No time for solutions at the moment, but here are 3 paths.
1. Cheat. Each person has a location wrt the switch box and makes a small indentation with fingernail on his first visit, but never again. The first person to realize that all the positions have been ticked off, announces to the warden.
2. Probability. When a person is picked the first time, he doesn't know if he was the first person picked or not, but he knows, if the choices are independent, that the odds are pretty rare that he would be picked 10 times in a row. Chances are also slim that there were 11 picks or 12 picks or even 20 picks. Blah blah blah. The source distribution is uniform, but the CLT (central limit theorem) says that any distribution will approach a normal distribution in the limit. Let success = I get picked. Let M = # times I am picked. Let N = total number of picks (which I do not know); however, I can compute the binomial for it (in my copious time in my cell). Blah blah blah ... handwaving ... fake out ... mental laziness ... miscellaneous BS ... eventually you realize that once you go, say, 20 times, that the chances that someone is left who has not yet gone are pretty small. Without doing the math (which is not hard, but I'd have to think about it), we could just guess and say 20 ... if I get in this room 20 times then the chances that there is someone who has not gotten in the room are negligible.
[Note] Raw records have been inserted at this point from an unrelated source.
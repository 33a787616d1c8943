//! Domestic hot water entity

use nasa_client::{AttributeValue, DataType};
use std::collections::BTreeMap;
use std::fmt;
use std::str::FromStr;

use crate::context::EntityContext;
use crate::enums::DhwOpMode;
use crate::error::{EntityError, Result};
use crate::extractor::EntityValue;
use crate::messages::{
    IN_DHW_CURRENT_TEMPERATURE, IN_DHW_TARGET_TEMPERATURE, IN_WATER_HEATER_MODE,
    IN_WATER_HEATER_POWER,
};
use crate::platform::{EhsEntity, Platform};

/// Operation offered by the water heater
#[derive(Debug, Clone, Copy, PartialEq, Eq, Hash)]
pub enum WaterHeaterOperation {
    Off,
    Eco,
    HeatPump,
    Performance,
    Electric,
}

impl WaterHeaterOperation {
    pub const ALL: [WaterHeaterOperation; 5] = [
        WaterHeaterOperation::Off,
        WaterHeaterOperation::Eco,
        WaterHeaterOperation::HeatPump,
        WaterHeaterOperation::Performance,
        WaterHeaterOperation::Electric,
    ];

    pub fn as_str(&self) -> &'static str {
        match self {
            WaterHeaterOperation::Off => "off",
            WaterHeaterOperation::Eco => "eco",
            WaterHeaterOperation::HeatPump => "heat_pump",
            WaterHeaterOperation::Performance => "performance",
            WaterHeaterOperation::Electric => "electric",
        }
    }

    fn from_dhw_mode(mode: DhwOpMode) -> Self {
        match mode {
            DhwOpMode::Eco => WaterHeaterOperation::Eco,
            DhwOpMode::Standard => WaterHeaterOperation::HeatPump,
            DhwOpMode::Power => WaterHeaterOperation::Performance,
            DhwOpMode::Force => WaterHeaterOperation::Electric,
        }
    }

    fn dhw_mode(&self) -> Option<DhwOpMode> {
        match self {
            WaterHeaterOperation::Off => None,
            WaterHeaterOperation::Eco => Some(DhwOpMode::Eco),
            WaterHeaterOperation::HeatPump => Some(DhwOpMode::Standard),
            WaterHeaterOperation::Performance => Some(DhwOpMode::Power),
            WaterHeaterOperation::Electric => Some(DhwOpMode::Force),
        }
    }
}

impl fmt::Display for WaterHeaterOperation {
    fn fmt(&self, f: &mut fmt::Formatter<'_>) -> fmt::Result {
        f.write_str(self.as_str())
    }
}

impl FromStr for WaterHeaterOperation {
    type Err = EntityError;

    fn from_str(s: &str) -> Result<Self> {
        Self::ALL
            .iter()
            .copied()
            .find(|operation| operation.as_str() == s)
            .ok_or_else(|| EntityError::InvalidOption(format!("water heater operation {}", s)))
    }
}

#[derive(Debug)]
pub struct WaterHeater {
    context: EntityContext,
}

impl WaterHeater {
    pub const KEY: &'static str = "dhw";
    pub const NAME: &'static str = "Hot Water";

    pub fn new(context: EntityContext) -> Self {
        Self { context }
    }

    pub fn operation_list(&self) -> &'static [WaterHeaterOperation] {
        &WaterHeaterOperation::ALL
    }

    pub fn current_temperature(&self) -> Option<f64> {
        self.context
            .attribute(IN_DHW_CURRENT_TEMPERATURE)
            .and_then(|value| value.as_f64())
    }

    pub fn target_temperature(&self) -> Option<f64> {
        self.context
            .attribute(IN_DHW_TARGET_TEMPERATURE)
            .and_then(|value| value.as_f64())
    }

    /// `Off` unless power is on and the mode is known
    pub fn current_operation(&self) -> WaterHeaterOperation {
        let power = self
            .context
            .attribute(IN_WATER_HEATER_POWER)
            .and_then(|value| value.as_bool())
            .unwrap_or(false);
        let mode = self
            .context
            .attribute(IN_WATER_HEATER_MODE)
            .and_then(|value| value.as_i64())
            .and_then(DhwOpMode::from_value);

        match mode {
            Some(mode) if power => WaterHeaterOperation::from_dhw_mode(mode),
            _ => WaterHeaterOperation::Off,
        }
    }

    /// Power on, then switch mode; `Off` only powers down
    pub async fn set_operation_mode(&self, operation: WaterHeaterOperation) -> Result<()> {
        let Some(mode) = operation.dhw_mode() else {
            return self.turn_off().await;
        };
        self.turn_on().await?;
        self.context
            .write(
                IN_WATER_HEATER_MODE,
                DataType::Request,
                AttributeValue::Integer(mode.value()),
            )
            .await
    }

    pub async fn set_temperature(&self, temperature: f64) -> Result<()> {
        if !temperature.is_finite() {
            return Err(EntityError::InvalidValue(format!(
                "temperature {}",
                temperature
            )));
        }
        self.context
            .write(
                IN_DHW_TARGET_TEMPERATURE,
                DataType::Request,
                AttributeValue::Float(temperature),
            )
            .await
    }

    pub async fn turn_on(&self) -> Result<()> {
        self.context
            .write(IN_WATER_HEATER_POWER, DataType::Request, AttributeValue::Bool(true))
            .await
    }

    pub async fn turn_off(&self) -> Result<()> {
        self.context
            .write(IN_WATER_HEATER_POWER, DataType::Request, AttributeValue::Bool(false))
            .await
    }
}

impl EhsEntity for WaterHeater {
    fn context(&self) -> &EntityContext {
        &self.context
    }

    fn platform(&self) -> Platform {
        Platform::WaterHeater
    }

    fn available(&self) -> bool {
        self.context.device().is_some()
    }

    fn state(&self) -> Option<EntityValue> {
        self.context.device()?;
        Some(EntityValue::from(self.current_operation().as_str()))
    }

    fn attributes(&self) -> BTreeMap<String, EntityValue> {
        let mut attributes = BTreeMap::new();
        if let Some(current) = self.current_temperature() {
            attributes.insert("current_temperature".to_string(), EntityValue::Number(current));
        }
        if let Some(target) = self.target_temperature() {
            attributes.insert("target_temperature".to_string(), EntityValue::Number(target));
        }
        attributes
    }
}

#[cfg(test)]
mod tests {
    use super::*;
    use ehs_coordinator::PollingCoordinator;
    use nasa_client::mock::{MockTransport, TransportCall};
    use nasa_client::{DeviceAddress, MessageId, NasaTransport};
    use rstest::rstest;
    use std::sync::Arc;

    fn water_heater(mock: &Arc<MockTransport>) -> WaterHeater {
        let coordinator = Arc::new(PollingCoordinator::with_defaults(
            Arc::clone(mock) as Arc<dyn NasaTransport>
        ));
        WaterHeater::new(EntityContext::for_device(
            coordinator,
            "entry",
            DeviceAddress::new("20.00.00"),
            WaterHeater::KEY,
        ))
    }

    fn record(mock: &MockTransport, id: MessageId, value: AttributeValue) {
        mock.devices()
            .record_attribute(&DeviceAddress::new("20.00.00"), id, value);
    }

    #[rstest]
    #[case(0, WaterHeaterOperation::Eco)]
    #[case(1, WaterHeaterOperation::HeatPump)]
    #[case(2, WaterHeaterOperation::Performance)]
    #[case(3, WaterHeaterOperation::Electric)]
    fn test_operation_from_mode(#[case] mode: i64, #[case] expected: WaterHeaterOperation) {
        let mock = Arc::new(MockTransport::connected());
        let entity = water_heater(&mock);
        record(&mock, IN_WATER_HEATER_POWER, AttributeValue::Bool(true));
        record(&mock, IN_WATER_HEATER_MODE, AttributeValue::Integer(mode));
        assert_eq!(entity.current_operation(), expected);
    }

    #[test]
    fn test_operation_off_when_power_or_mode_missing() {
        let mock = Arc::new(MockTransport::connected());
        let entity = water_heater(&mock);
        assert_eq!(entity.state(), None);

        record(&mock, IN_WATER_HEATER_MODE, AttributeValue::Integer(1));
        assert_eq!(entity.current_operation(), WaterHeaterOperation::Off);

        record(&mock, IN_WATER_HEATER_POWER, AttributeValue::Bool(false));
        assert_eq!(entity.state(), Some(EntityValue::Text("off".to_string())));
    }

    #[tokio::test]
    async fn test_set_operation_mode_powers_on_first() {
        let mock = Arc::new(MockTransport::connected());
        let entity = water_heater(&mock);
        mock.devices().ensure_device(&DeviceAddress::new("20.00.00"));

        entity
            .set_operation_mode("performance".parse().unwrap())
            .await
            .unwrap();

        let written: Vec<(MessageId, AttributeValue)> = mock
            .writes()
            .into_iter()
            .filter_map(|call| match call {
                TransportCall::Write { message, value, .. } => Some((message, value)),
                _ => None,
            })
            .collect();
        assert_eq!(
            written,
            vec![
                (IN_WATER_HEATER_POWER, AttributeValue::Bool(true)),
                (IN_WATER_HEATER_MODE, AttributeValue::Integer(2)),
            ]
        );
        assert_eq!(entity.current_operation(), WaterHeaterOperation::Performance);

        entity.set_operation_mode(WaterHeaterOperation::Off).await.unwrap();
        assert_eq!(entity.current_operation(), WaterHeaterOperation::Off);
        assert_eq!(mock.writes().len(), 3);
    }

    #[test]
    fn test_unknown_operation_name() {
        assert!(matches!(
            "boost".parse::<WaterHeaterOperation>(),
            Err(EntityError::InvalidOption(_))
        ));
    }

    #[tokio::test]
    async fn test_set_temperature() {
        let mock = Arc::new(MockTransport::connected());
        let entity = water_heater(&mock);
        mock.devices().ensure_device(&DeviceAddress::new("20.00.00"));

        entity.set_temperature(50.0).await.unwrap();

        assert_eq!(entity.target_temperature(), Some(50.0));
        assert_eq!(entity.attributes().get("target_temperature"), Some(&EntityValue::Number(50.0)));
    }
}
3. Again, no solution. Just a path. Some observations.
The states are 00, 01, 10, 11. Label them A, B, D, C, with each state representing two bits of information.
A state diagram shows how the state CAN change, but I can't figure
how to draw one in here. A connects to B connects to C connects to D connects back to A. Draw lines that connect each of them in each direction. An outer ring of lines going clockwise and an inner ring of lines going counter-clockwise.
Each person knows whether he has visited the room, but needs to know the state of the other 22. This means he needs to know 22 bits of information WHEN the 22 bits are all on. Since the states can only represent two bits, we realize the states alone do not represent sufficient info.
However, each individual knows not just the current state, but all the previous states he has seen. Each observation is two bits. He needs to know 22 bits of information; therefore, there is an absolute minimum of 11 visits anyone can make to be certain of the other states (assuming it's possible, which we're not sure of at this point).
We can imagine that each individual is a turing machine. He has a tape which is a memory of what he has seen in the room. (It's not clear at the moment whether it's better to think of this as a two tape or three tape machine, but of course they are equally powerful. We just choose whichever is easier.) So each prisoner is a turing machine. He looks at the current letter on the tape AND all of the past letters and determines what the next letter is that he should write on the tape. The question is this: Is there a program for this TM (turing machine) that can answer this question.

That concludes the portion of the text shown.